■ **Raw data**:
□ □ □ □ □ □ □

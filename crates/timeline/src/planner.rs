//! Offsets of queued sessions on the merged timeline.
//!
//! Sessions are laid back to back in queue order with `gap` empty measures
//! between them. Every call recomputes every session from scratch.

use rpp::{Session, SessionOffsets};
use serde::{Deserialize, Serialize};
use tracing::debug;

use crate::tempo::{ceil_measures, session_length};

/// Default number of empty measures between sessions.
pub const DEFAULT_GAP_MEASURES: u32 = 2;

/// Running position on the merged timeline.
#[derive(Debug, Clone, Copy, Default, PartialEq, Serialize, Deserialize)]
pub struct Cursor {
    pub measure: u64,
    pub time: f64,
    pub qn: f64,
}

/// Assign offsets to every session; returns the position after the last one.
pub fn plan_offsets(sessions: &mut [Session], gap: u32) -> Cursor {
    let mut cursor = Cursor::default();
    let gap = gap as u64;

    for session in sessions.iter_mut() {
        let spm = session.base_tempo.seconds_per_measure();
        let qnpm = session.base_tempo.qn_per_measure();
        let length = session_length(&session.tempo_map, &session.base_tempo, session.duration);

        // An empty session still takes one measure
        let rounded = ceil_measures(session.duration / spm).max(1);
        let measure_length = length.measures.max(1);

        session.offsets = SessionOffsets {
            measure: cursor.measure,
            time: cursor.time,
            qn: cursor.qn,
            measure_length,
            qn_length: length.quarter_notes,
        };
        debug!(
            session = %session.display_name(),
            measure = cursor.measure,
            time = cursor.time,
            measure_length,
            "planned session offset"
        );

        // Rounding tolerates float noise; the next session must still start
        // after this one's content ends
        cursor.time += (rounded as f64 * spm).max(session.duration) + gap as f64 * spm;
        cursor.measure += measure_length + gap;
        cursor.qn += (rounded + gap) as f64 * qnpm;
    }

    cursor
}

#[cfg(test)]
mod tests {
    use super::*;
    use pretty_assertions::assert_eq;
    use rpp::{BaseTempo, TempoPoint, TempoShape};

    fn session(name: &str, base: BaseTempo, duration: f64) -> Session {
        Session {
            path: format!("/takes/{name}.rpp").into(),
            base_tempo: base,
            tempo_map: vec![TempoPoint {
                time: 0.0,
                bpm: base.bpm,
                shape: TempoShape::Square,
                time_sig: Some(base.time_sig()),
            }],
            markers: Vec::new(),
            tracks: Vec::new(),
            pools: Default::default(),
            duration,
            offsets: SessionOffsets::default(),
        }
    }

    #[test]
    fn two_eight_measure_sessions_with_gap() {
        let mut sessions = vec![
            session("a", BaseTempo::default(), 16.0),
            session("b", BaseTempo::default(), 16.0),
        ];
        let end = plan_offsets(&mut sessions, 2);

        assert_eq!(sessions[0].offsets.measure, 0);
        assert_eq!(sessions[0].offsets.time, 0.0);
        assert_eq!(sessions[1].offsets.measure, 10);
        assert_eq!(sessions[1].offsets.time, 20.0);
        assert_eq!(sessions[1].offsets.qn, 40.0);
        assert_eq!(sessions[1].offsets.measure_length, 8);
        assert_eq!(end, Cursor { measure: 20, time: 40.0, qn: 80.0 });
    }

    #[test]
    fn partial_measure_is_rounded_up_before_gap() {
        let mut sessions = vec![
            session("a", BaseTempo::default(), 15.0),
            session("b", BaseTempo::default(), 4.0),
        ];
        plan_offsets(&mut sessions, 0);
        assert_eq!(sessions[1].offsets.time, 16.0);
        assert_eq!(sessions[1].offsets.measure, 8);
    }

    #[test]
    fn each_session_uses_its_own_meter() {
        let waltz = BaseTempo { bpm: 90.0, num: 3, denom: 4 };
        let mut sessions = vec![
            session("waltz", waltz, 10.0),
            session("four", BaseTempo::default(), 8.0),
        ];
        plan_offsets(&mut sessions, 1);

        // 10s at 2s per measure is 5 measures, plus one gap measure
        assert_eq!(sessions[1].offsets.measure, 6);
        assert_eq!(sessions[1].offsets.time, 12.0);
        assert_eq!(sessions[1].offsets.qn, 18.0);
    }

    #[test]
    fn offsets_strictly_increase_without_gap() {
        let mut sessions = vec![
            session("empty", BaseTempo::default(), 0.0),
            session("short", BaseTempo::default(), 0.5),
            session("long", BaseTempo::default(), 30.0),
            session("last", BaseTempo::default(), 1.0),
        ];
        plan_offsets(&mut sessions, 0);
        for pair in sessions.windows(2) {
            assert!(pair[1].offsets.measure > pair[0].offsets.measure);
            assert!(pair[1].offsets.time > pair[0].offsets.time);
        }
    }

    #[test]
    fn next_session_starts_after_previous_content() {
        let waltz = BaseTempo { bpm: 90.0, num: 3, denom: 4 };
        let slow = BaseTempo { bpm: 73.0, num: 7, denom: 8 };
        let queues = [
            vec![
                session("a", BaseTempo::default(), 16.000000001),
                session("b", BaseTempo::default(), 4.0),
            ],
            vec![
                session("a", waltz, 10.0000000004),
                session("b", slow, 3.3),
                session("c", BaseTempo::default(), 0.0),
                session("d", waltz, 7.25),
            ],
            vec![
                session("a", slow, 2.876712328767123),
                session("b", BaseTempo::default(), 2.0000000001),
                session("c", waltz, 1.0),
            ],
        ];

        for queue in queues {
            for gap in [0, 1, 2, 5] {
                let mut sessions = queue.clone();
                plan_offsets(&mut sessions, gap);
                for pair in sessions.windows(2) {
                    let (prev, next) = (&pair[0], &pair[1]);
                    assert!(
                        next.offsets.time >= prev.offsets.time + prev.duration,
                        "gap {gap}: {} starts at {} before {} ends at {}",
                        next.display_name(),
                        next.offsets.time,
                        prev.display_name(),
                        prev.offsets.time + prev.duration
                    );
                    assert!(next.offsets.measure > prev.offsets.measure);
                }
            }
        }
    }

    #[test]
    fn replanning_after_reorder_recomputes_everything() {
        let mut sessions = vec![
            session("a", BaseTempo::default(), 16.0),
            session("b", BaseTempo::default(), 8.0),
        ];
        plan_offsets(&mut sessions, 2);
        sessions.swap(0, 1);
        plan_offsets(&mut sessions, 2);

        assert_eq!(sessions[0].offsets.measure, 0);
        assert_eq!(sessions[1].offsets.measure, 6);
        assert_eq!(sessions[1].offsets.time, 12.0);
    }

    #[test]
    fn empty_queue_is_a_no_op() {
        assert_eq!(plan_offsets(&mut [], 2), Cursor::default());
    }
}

□ □ □ □ □ □ □

■ **Task objective**:
The output should be a character-exact copy of all entries.

■ **Written answer**:
filename crates/timeline/src/planner.rs
//! Offsets of queued sessions on the merged timeline.
//!
//! Sessions are laid back to back in queue order with `gap` empty measures
//! between them. Every call recomputes every session from scratch.

use rpp::{Session, SessionOffsets};
use serde::{Deserialize, Serialize};
use tracing::debug;

use crate::tempo::{ceil_measures, session_length};

/// Default number of empty measures between sessions.
pub const DEFAULT_GAP_MEASURES: u32 = 2;

/// Running position on the merged timeline.
#[derive(Debug, Clone, Copy, Default, PartialEq, Serialize, Deserialize)]
pub struct Cursor {
    pub measure: u64,
    pub time: f64,
    pub qn: f64,
}

/// Assign offsets to every session; returns the position after the last one.
pub fn plan_offsets(sessions: &mut [Session], gap: u32) -> Cursor {
    let mut cursor = Cursor::default();
    let gap = gap as u64;

    for session in sessions.iter_mut() {
        let spm = session.base_tempo.seconds_per_measure();
        let qnpm = session.base_tempo.qn_per_measure();
        let length = session_length(&session.tempo_map, &session.base_tempo, session.duration);

        // An empty session still takes one measure
        let rounded = ceil_measures(session.duration / spm).max(1);
        let measure_length = length.measures.max(1);

        session.offsets = SessionOffsets {
            measure: cursor.measure,
            time: cursor.time,
            qn: cursor.qn,
            measure_length,
            qn_length: length.quarter_notes,
        };
        debug!(
            session = %session.display_name(),
            measure = cursor.measure,
            time = cursor.time,
            measure_length,
            "planned session offset"
        );

        // Rounding tolerates float noise; the next session must still start
        // after this one's content ends
        cursor.time += (rounded as f64 * spm).max(session.duration) + gap as f64 * spm;
        cursor.measure += measure_length + gap;
        cursor.qn += (rounded + gap) as f64 * qnpm;
    }

    cursor
}

#[cfg(test)]
mod tests {
    use super::*;
    use pretty_assertions::assert_eq;
    use rpp::{BaseTempo, TempoPoint, TempoShape};

    fn session(name: &str, base: BaseTempo, duration: f64) -> Session {
        Session {
            path: format!("/takes/{name}.rpp").into(),
            base_tempo: base,
            tempo_map: vec![TempoPoint {
                time: 0.0,
                bpm: base.bpm,
                shape: TempoShape::Square,
                time_sig: Some(base.time_sig()),
            }],
            markers: Vec::new(),
            tracks: Vec::new(),
            pools: Default::default(),
            duration,
            offsets: SessionOffsets::default(),
        }
    }

    #[test]
    fn two_eight_measure_sessions_with_gap() {
        let mut sessions = vec![
            session("a", BaseTempo::default(), 16.0),
            session("b", BaseTempo::default(), 16.0),
        ];
        let end = plan_offsets(&mut sessions, 2);

        assert_eq!(sessions[0].offsets.measure, 0);
        assert_eq!(sessions[0].offsets.time, 0.0);
        assert_eq!(sessions[1].offsets.measure, 10);
        assert_eq!(sessions[1].offsets.time, 20.0);
        assert_eq!(sessions[1].offsets.qn, 40.0);
        assert_eq!(sessions[1].offsets.measure_length, 8);
        assert_eq!(end, Cursor { measure: 20, time: 40.0, qn: 80.0 });
    }

    #[test]
    fn partial_measure_is_rounded_up_before_gap() {
        let mut sessions = vec![
            session("a", BaseTempo::default(), 15.0),
            session("b", BaseTempo::default(), 4.0),
        ];
        plan_offsets(&mut sessions, 0);
        assert_eq!(sessions[1].offsets.time, 16.0);
        assert_eq!(sessions[1].offsets.measure, 8);
    }

    #[test]
    fn each_session_uses_its_own_meter() {
        let waltz = BaseTempo { bpm: 90.0, num: 3, denom: 4 };
        let mut sessions = vec![
            session("waltz", waltz, 10.0),
            session("four", BaseTempo::default(), 8.0),
        ];
        plan_offsets(&mut sessions, 1);

        // 10s at 2s per measure is 5 measures, plus one gap measure
        assert_eq!(sessions[1].offsets.measure, 6);
        assert_eq!(sessions[1].offsets.time, 12.0);
        assert_eq!(sessions[1].offsets.qn, 18.0);
    }

    #[test]
    fn offsets_strictly_increase_without_gap() {
        let mut sessions = vec![
            session("empty", BaseTempo::default(), 0.0),
            session("short", BaseTempo::default(), 0.5),
            session("long", BaseTempo::default(), 30.0),
            session("last", BaseTempo::default(), 1.0),
        ];
        plan_offsets(&mut sessions, 0);
        for pair in sessions.windows(2) {
            assert!(pair[1].offsets.measure > pair[0].offsets.measure);
            assert!(pair[1].offsets.time > pair[0].offsets.time);
        }
    }

    #[test]
    fn next_session_starts_after_previous_content() {
        let waltz = BaseTempo { bpm: 90.0, num: 3, denom: 4 };
        let slow = BaseTempo { bpm: 73.0, num: 7, denom: 8 };
        let queues = [
            vec![
                session("a", BaseTempo::default(), 16.000000001),
                session("b", BaseTempo::default(), 4.0),
            ],
            vec![
                session("a", waltz, 10.0000000004),
                session("b", slow, 3.3),
                session("c", BaseTempo::default(), 0.0),
                session("d", waltz, 7.25),
            ],
            vec![
                session("a", slow, 2.876712328767123),
                session("b", BaseTempo::default(), 2.0000000001),
                session("c", waltz, 1.0),
            ],
        ];

        for queue in queues {
            for gap in [0, 1, 2, 5] {
                let mut sessions = queue.clone();
                plan_offsets(&mut sessions, gap);
                for pair in sessions.windows(2) {
                    let (prev, next) = (&pair[0], &pair[1]);
                    assert!(
                        next.offsets.time >= prev.offsets.time + prev.duration,
                        "gap {gap}: {} starts at {} before {} ends at {}",
                        next.display_name(),
                        next.offsets.time,
                        prev.display_name(),
                        prev.offsets.time + prev.duration
                    );
                    assert!(next.offsets.measure > prev.offsets.measure);
                }
            }
        }
    }

    #[test]
    fn replanning_after_reorder_recomputes_everything() {
        let mut sessions = vec![
            session("a", BaseTempo::default(), 16.0),
            session("b", BaseTempo::default(), 8.0),
        ];
        plan_offsets(&mut sessions, 2);
        sessions.swap(0, 1);
        plan_offsets(&mut sessions, 2);

        assert_eq!(sessions[0].offsets.measure, 0);
        assert_eq!(sessions[1].offsets.measure, 6);
        assert_eq!(sessions[1].offsets.time, 12.0);
    }

    #[test]
    fn empty_queue_is_a_no_op() {
        assert_eq!(plan_offsets(&mut [], 2), Cursor::default());
    }
}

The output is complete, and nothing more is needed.